**** Given data
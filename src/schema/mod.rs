//! Static database schema model.
//!
//! A [`Schema`] holds the tables of one database with their typed columns and
//! surface forms, per-table defaults, and the foreign-key link graph used to
//! synthesize joins. It is loaded once per run and only read afterwards.
//!
//! Schema files are JSON documents:
//!
//! ```text
//! {
//!   "types": ["TEXT", "NUMBER"],
//!   "ents": {"MOUNTAIN": {"HEIGHT": {"type": "NUMBER", "index": false, "utt": "height"}}},
//!   "defaults": {"MOUNTAIN": {"utt": "mountain", "col": "MOUNTAIN_ID"}},
//!   "links": {"CLIMBER": {"MOUNTAIN": "MOUNTAIN_ID"}, "MOUNTAIN": {"CLIMBER": "MOUNTAIN_ID"}}
//! }
//! ```
//!
//! Full-line `//` and `#` comments are allowed.

mod canonical;
mod links;

pub use canonical::CanonicalSchema;
pub use links::{JoinKind, LinkGraph};

use serde::{Deserialize, Serialize};
use std::collections::BTreeMap;
use std::fs;
use std::path::{Path, PathBuf};

/// Errors raised while loading a schema.
#[derive(Debug, thiserror::Error)]
pub enum SchemaError {
    #[error("Schema file not found: {0}")]
    FileNotFound(PathBuf),

    #[error("Failed to read schema file: {0}")]
    Io(#[from] std::io::Error),

    #[error("Failed to parse schema: {0}")]
    Json(#[from] serde_json::Error),

    #[error("Link references unknown table '{0}'")]
    UnknownLinkTable(String),

    #[error("Default column '{column}' is not a column of table '{table}'")]
    UnknownDefaultColumn { table: String, column: String },
}

pub type SchemaResult<T> = Result<T, SchemaError>;

/// One column of a table.
#[derive(Debug, Clone, PartialEq, Eq, Serialize, Deserialize)]
pub struct ColumnInfo {
    /// Type tag, e.g. `TEXT` or `NUMBER`.
    #[serde(rename = "type")]
    pub type_tag: String,

    #[serde(rename = "index", default)]
    pub indexed: bool,

    /// Natural-language rendering of the column.
    #[serde(rename = "utt", default)]
    pub surface: String,
}

impl ColumnInfo {
    pub fn new(type_tag: impl Into<String>, surface: impl Into<String>) -> Self {
        Self {
            type_tag: type_tag.into(),
            indexed: false,
            surface: surface.into(),
        }
    }

    pub fn is_numeric(&self) -> bool {
        is_numeric_type(&self.type_tag)
    }
}

/// Per-table defaults: the NL surface form and the column used by `{DEF}` slots.
#[derive(Debug, Clone, PartialEq, Eq, Serialize, Deserialize)]
pub struct TableDefaults {
    #[serde(rename = "utt", default)]
    pub surface: String,

    #[serde(rename = "col", default)]
    pub column: Option<String>,
}

/// Whether a type tag denotes a numeric column.
pub fn is_numeric_type(type_tag: &str) -> bool {
    matches!(
        type_tag.to_ascii_uppercase().as_str(),
        "NUMBER" | "INTEGER" | "INT" | "REAL" | "FLOAT" | "DOUBLE" | "NUMERIC"
    )
}

/// Static view of one database.
#[derive(Debug, Clone, Default)]
pub struct Schema {
    tables: BTreeMap<String, BTreeMap<String, ColumnInfo>>,
    types: Vec<String>,
    defaults: BTreeMap<String, TableDefaults>,
    links: LinkGraph,
    type_index: BTreeMap<String, Vec<(String, String)>>,
}

// ============================================================================
// Loading
// ============================================================================

#[derive(Deserialize)]
#[serde(untagged)]
enum TypeList {
    List(Vec<String>),
    Ordinals(BTreeMap<String, i64>),
}

impl TypeList {
    fn into_vec(self) -> Vec<String> {
        match self {
            TypeList::List(types) => types,
            TypeList::Ordinals(map) => {
                let mut entries: Vec<_> = map.into_iter().collect();
                entries.sort_by(|a, b| a.1.cmp(&b.1).then_with(|| a.0.cmp(&b.0)));
                entries.into_iter().map(|(t, _)| t).collect()
            }
        }
    }
}

#[derive(Deserialize)]
struct SchemaDocument {
    ents: BTreeMap<String, BTreeMap<String, ColumnInfo>>,
    #[serde(default)]
    types: Option<TypeList>,
    #[serde(default)]
    defaults: BTreeMap<String, TableDefaults>,
    #[serde(default)]
    links: BTreeMap<String, BTreeMap<String, String>>,
}

/// Drop full-line `//` and `#` comments.
fn strip_comments(source: &str) -> String {
    source
        .lines()
        .filter(|line| {
            let trimmed = line.trim_start();
            !(trimmed.starts_with("//") || trimmed.starts_with('#'))
        })
        .collect::<Vec<_>>()
        .join("\n")
}

fn default_surface(name: &str) -> String {
    name.to_lowercase().replace('_', " ")
}

impl Schema {
    pub fn new() -> Self {
        Self::default()
    }

    /// Parse a schema document.
    pub fn from_json_str(source: &str) -> SchemaResult<Self> {
        let doc: SchemaDocument = serde_json::from_str(&strip_comments(source))?;

        let mut schema = Schema::new();
        if let Some(types) = doc.types {
            schema.types = types.into_vec();
        }
        for (table, columns) in doc.ents {
            let defaults = doc.defaults.get(&table).cloned();
            let surface = defaults
                .as_ref()
                .map(|d| d.surface.clone())
                .filter(|s| !s.is_empty())
                .unwrap_or_else(|| default_surface(&table));
            let column = defaults.and_then(|d| d.column);
            schema = schema.with_table(&table, surface, column);
            for (name, mut info) in columns {
                if info.surface.is_empty() {
                    info.surface = default_surface(&name);
                }
                schema.insert_column(&table, &name, info);
            }
        }

        for (from, targets) in doc.links {
            if !schema.tables.contains_key(&from) {
                return Err(SchemaError::UnknownLinkTable(from));
            }
            for (to, column) in targets {
                if !schema.tables.contains_key(&to) {
                    return Err(SchemaError::UnknownLinkTable(to));
                }
                schema.links.add_link(&from, &to, &column);
            }
        }

        for (table, defaults) in &schema.defaults {
            if let Some(column) = &defaults.column {
                let known = schema
                    .tables
                    .get(table)
                    .is_some_and(|cols| cols.contains_key(column));
                if !known {
                    return Err(SchemaError::UnknownDefaultColumn {
                        table: table.clone(),
                        column: column.clone(),
                    });
                }
            }
        }

        Ok(schema)
    }

    /// Load a schema file.
    pub fn from_file<P: AsRef<Path>>(path: P) -> SchemaResult<Self> {
        let path = path.as_ref();
        if !path.exists() {
            return Err(SchemaError::FileNotFound(path.to_path_buf()));
        }
        Self::from_json_str(&fs::read_to_string(path)?)
    }

    // ========================================================================
    // Builder
    // ========================================================================

    /// Add a table with its NL surface form and optional default column.
    pub fn with_table(
        mut self,
        table: &str,
        surface: impl Into<String>,
        default_column: Option<String>,
    ) -> Self {
        self.tables.entry(table.to_string()).or_default();
        self.defaults.insert(
            table.to_string(),
            TableDefaults {
                surface: surface.into(),
                column: default_column,
            },
        );
        self.links.add_table(table);
        self
    }

    /// Add a column; the table is created with a derived surface form if missing.
    pub fn with_column(mut self, table: &str, column: &str, type_tag: &str, surface: &str) -> Self {
        if !self.tables.contains_key(table) {
            self = self.with_table(table, default_surface(table), None);
        }
        self.insert_column(table, column, ColumnInfo::new(type_tag, surface));
        self
    }

    /// Link two tables: `from_column` in `from` joins `to_column` in `to`.
    pub fn with_link(mut self, from: &str, to: &str, from_column: &str, to_column: &str) -> Self {
        self.links.add_link(from, to, from_column);
        self.links.add_link(to, from, to_column);
        self
    }

    fn insert_column(&mut self, table: &str, column: &str, info: ColumnInfo) {
        if !self.types.contains(&info.type_tag) {
            self.types.push(info.type_tag.clone());
        }
        self.type_index
            .entry(info.type_tag.clone())
            .or_default()
            .push((table.to_string(), column.to_string()));
        self.tables
            .entry(table.to_string())
            .or_default()
            .insert(column.to_string(), info);
    }

    // ========================================================================
    // Queries
    // ========================================================================

    pub fn tables(&self) -> &BTreeMap<String, BTreeMap<String, ColumnInfo>> {
        &self.tables
    }

    pub fn table_names(&self) -> impl Iterator<Item = &str> {
        self.tables.keys().map(String::as_str)
    }

    pub fn has_table(&self, table: &str) -> bool {
        self.tables.contains_key(table)
    }

    pub fn columns(&self, table: &str) -> Option<&BTreeMap<String, ColumnInfo>> {
        self.tables.get(table)
    }

    pub fn column(&self, table: &str, column: &str) -> Option<&ColumnInfo> {
        self.tables.get(table).and_then(|cols| cols.get(column))
    }

    /// Type tags in declaration order.
    pub fn types(&self) -> &[String] {
        &self.types
    }

    /// Type tags, longest first, for placeholder substitution.
    pub fn types_by_length(&self) -> Vec<&str> {
        let mut types: Vec<&str> = self.types.iter().map(String::as_str).collect();
        types.sort_by(|a, b| b.len().cmp(&a.len()).then_with(|| a.cmp(b)));
        types
    }

    pub fn defaults(&self, table: &str) -> Option<&TableDefaults> {
        self.defaults.get(table)
    }

    /// NL surface form of a table.
    pub fn table_surface(&self, table: &str) -> String {
        self.defaults
            .get(table)
            .map(|d| d.surface.clone())
            .unwrap_or_else(|| default_surface(table))
    }

    /// All `(table, column)` pairs of a type, in insertion order.
    pub fn columns_of_type(&self, type_tag: &str) -> &[(String, String)] {
        self.type_index
            .get(type_tag)
            .map(Vec::as_slice)
            .unwrap_or(&[])
    }

    pub fn links(&self) -> &LinkGraph {
        &self.links
    }

    /// Identifier view used by the canonicalizer.
    pub fn canonical(&self) -> CanonicalSchema {
        CanonicalSchema::from_schema(self)
    }
}

/// Join expression between two tables over a direct link, see [`LinkGraph::join_path`].
pub fn find_join_path(from: &str, to: &str, schema: &Schema, kind: JoinKind) -> Option<String> {
    schema.links().join_path(from, to, kind)
}

/// Qualified join column of `from` towards `to`, see [`LinkGraph::join_column`].
pub fn join_column(from: &str, to: &str, schema: &Schema) -> Option<String> {
    schema.links().join_column(from, to)
}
********
_Instructions to follow_
Check each line above for the string "PathBuf" and copy those that have it.

_Exercise output_
use std::path::{Path, PathBuf};
    FileNotFound(PathBuf),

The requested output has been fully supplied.